◆ WHAT TO DO ◆
Each and every line of the data must appear exactly as given.

◆ Stored data entries ◆
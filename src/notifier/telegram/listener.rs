// notifier/telegram/listener.rs

use crate::notifier::telegram::TelegramNotifier;
use crate::notifier::telegram::command_handler::handle_command;
use crate::notifier::telegram::report_handler;
use serde::Deserialize;
use std::sync::Arc;
use tokio::time::{Duration, sleep};
use tracing::info;

#[derive(Debug, Deserialize)]
struct TelegramApiResponse {
    result: Vec<TelegramUpdate>,
}

#[derive(Debug, Deserialize)]
struct TelegramUpdate {
    update_id: i64,
    message: Option<TelegramMessage>,
}

#[derive(Debug, Deserialize)]
struct TelegramMessage {
    chat: TelegramChat,
    text: Option<String>,
    document: Option<TelegramDocument>,
}

#[derive(Debug, Deserialize)]
struct TelegramChat {
    id: i64,
}

#[derive(Debug, Deserialize)]
struct TelegramDocument {
    file_id: String,
    file_name: Option<String>,
}

/// Polls for Telegram updates and dispatches commands, report links and
/// attached report exports. Fetch-and-classify runs on its own task so a
/// slow report page never stalls the polling loop.
pub async fn listen_for_updates(notifier: Arc<TelegramNotifier>) {
    let url = format!("https://api.telegram.org/bot{}/getUpdates", notifier.bot_token);
    loop {
        let current_offset = notifier.offset.load(std::sync::atomic::Ordering::SeqCst);
        let response = notifier
            .client
            .get(&url)
            .query(&[("offset", (current_offset + 1).to_string())])
            .send()
            .await;
        if let Ok(resp) = response {
            if let Ok(api_response) = resp.json::<TelegramApiResponse>().await {
                for update in api_response.result {
                    if let Some(message) = &update.message {
                        if message.chat.id == notifier.chat_id {
                            dispatch(&notifier, message);
                        }
                    }
                    notifier
                        .offset
                        .store(update.update_id + 1, std::sync::atomic::Ordering::SeqCst);
                }
            }
        }
        sleep(Duration::from_secs(1)).await;
    }
}

fn dispatch(notifier: &Arc<TelegramNotifier>, message: &TelegramMessage) {
    if let Some(text) = message.text.as_deref() {
        if text.starts_with('/') {
            let notifier = notifier.clone();
            let command = text.to_string();
            tokio::spawn(async move {
                handle_command(&command, &notifier).await;
            });
            return;
        }
        if let Some(url) = extract_report_url(text) {
            info!("🔍 Report link received: {}", url);
            let notifier = notifier.clone();
            tokio::spawn(async move {
                report_handler::handle_report_url(notifier, url).await;
            });
            return;
        }
    }

    if let Some(document) = &message.document {
        info!(
            "📎 Report attachment received: {}",
            document.file_name.as_deref().unwrap_or("unnamed")
        );
        let notifier = notifier.clone();
        let file_id = document.file_id.clone();
        tokio::spawn(async move {
            report_handler::handle_report_document(notifier, file_id).await;
        });
    }
}

/// First whitespace-separated token that looks like a report link.
fn extract_report_url(text: &str) -> Option<String> {
    text.split_whitespace()
        .find(|word| word.contains("userdiag.com"))
        .map(|word| word.to_string())
}

#[cfg(test)]
mod tests {
    use super::*;

    #[test]
    fn picks_the_report_url_out_of_chatter() {
        let url = extract_report_url("hi, my report: https://userdiag.com/r/abc123 thanks!");
        assert_eq!(url.as_deref(), Some("https://userdiag.com/r/abc123"));
    }

    #[test]
    fn ignores_messages_without_a_report_link() {
        assert!(extract_report_url("how much for an overclock?").is_none());
    }
}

◆ SOLUTION FOR THIS TASK ◆
filename src/notifier/telegram/listener.rs
// notifier/telegram/listener.rs

use crate::notifier::telegram::TelegramNotifier;
use crate::notifier::telegram::command_handler::handle_command;
use crate::notifier::telegram::report_handler;
use serde::Deserialize;
use std::sync::Arc;
use tokio::time::{Duration, sleep};
use tracing::info;

#[derive(Debug, Deserialize)]
struct TelegramApiResponse {
    result: Vec<TelegramUpdate>,
}

#[derive(Debug, Deserialize)]
struct TelegramUpdate {
    update_id: i64,
    message: Option<TelegramMessage>,
}

#[derive(Debug, Deserialize)]
struct TelegramMessage {
    chat: TelegramChat,
    text: Option<String>,
    document: Option<TelegramDocument>,
}

#[derive(Debug, Deserialize)]
struct TelegramChat {
    id: i64,
}

#[derive(Debug, Deserialize)]
struct TelegramDocument {
    file_id: String,
    file_name: Option<String>,
}

/// Polls for Telegram updates and dispatches commands, report links and
/// attached report exports. Fetch-and-classify runs on its own task so a
/// slow report page never stalls the polling loop.
pub async fn listen_for_updates(notifier: Arc<TelegramNotifier>) {
    let url = format!("https://api.telegram.org/bot{}/getUpdates", notifier.bot_token);
    loop {
        let current_offset = notifier.offset.load(std::sync::atomic::Ordering::SeqCst);
        let response = notifier
            .client
            .get(&url)
            .query(&[("offset", (current_offset + 1).to_string())])
            .send()
            .await;
        if let Ok(resp) = response {
            if let Ok(api_response) = resp.json::<TelegramApiResponse>().await {
                for update in api_response.result {
                    if let Some(message) = &update.message {
                        if message.chat.id == notifier.chat_id {
                            dispatch(&notifier, message);
                        }
                    }
                    notifier
                        .offset
                        .store(update.update_id + 1, std::sync::atomic::Ordering::SeqCst);
                }
            }
        }
        sleep(Duration::from_secs(1)).await;
    }
}

fn dispatch(notifier: &Arc<TelegramNotifier>, message: &TelegramMessage) {
    if let Some(text) = message.text.as_deref() {
        if text.starts_with('/') {
            let notifier = notifier.clone();
            let command = text.to_string();
            tokio::spawn(async move {
                handle_command(&command, &notifier).await;
            });
            return;
        }
        if let Some(url) = extract_report_url(text) {
            info!("🔍 Report link received: {}", url);
            let notifier = notifier.clone();
            tokio::spawn(async move {
                report_handler::handle_report_url(notifier, url).await;
            });
            return;
        }
    }

    if let Some(document) = &message.document {
        info!(
            "📎 Report attachment received: {}",
            document.file_name.as_deref().unwrap_or("unnamed")
        );
        let notifier = notifier.clone();
        let file_id = document.file_id.clone();
        tokio::spawn(async move {
            report_handler::handle_report_document(notifier, file_id).await;
        });
    }
}

/// First whitespace-separated token that looks like a report link.
fn extract_report_url(text: &str) -> Option<String> {
    text.split_whitespace()
        .find(|word| word.contains("userdiag.com"))
        .map(|word| word.to_string())
}

#[cfg(test)]
mod tests {
    use super::*;

    #[test]
    fn picks_the_report_url_out_of_chatter() {
        let url = extract_report_url("hi, my report: https://userdiag.com/r/abc123 thanks!");
        assert_eq!(url.as_deref(), Some("https://userdiag.com/r/abc123"));
    }

    #[test]
    fn ignores_messages_without_a_report_link() {
        assert!(extract_report_url("how much for an overclock?").is_none());
    }
}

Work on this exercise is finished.